- _WHAT IS REQUIRED_:
Extract all lines from the data beneath that include the word "layer".

***

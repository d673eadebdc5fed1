//! Logging utilities

use tracing_subscriber::{layer::SubscriberExt, util::SubscriberInitExt};

/// Default filter when neither `RUST_LOG` nor `DIFY_RELAY_LOG_LEVEL` is set
const DEFAULT_LEVEL: &str = "info";

/// Initialize the global logging system
///
/// `RUST_LOG` wins over `DIFY_RELAY_LOG_LEVEL`. Calling this more than once
/// keeps the first subscriber.
pub fn init_logging() {
    let level =
        std::env::var("DIFY_RELAY_LOG_LEVEL").unwrap_or_else(|_| DEFAULT_LEVEL.to_string());
    let env_filter =
        tracing_subscriber::EnvFilter::try_from_default_env().unwrap_or_else(|_| level.into());

    let result = tracing_subscriber::registry()
        .with(env_filter)
        .with(
            tracing_subscriber::fmt::layer()
                .with_writer(std::io::stderr)
                .with_target(true),
        )
        .try_init();
    if result.is_err() {
        tracing::debug!("Logging already initialized");
    }
}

***

- _RESPONSE_:
use tracing_subscriber::{layer::SubscriberExt, util::SubscriberInitExt};
            tracing_subscriber::fmt::layer()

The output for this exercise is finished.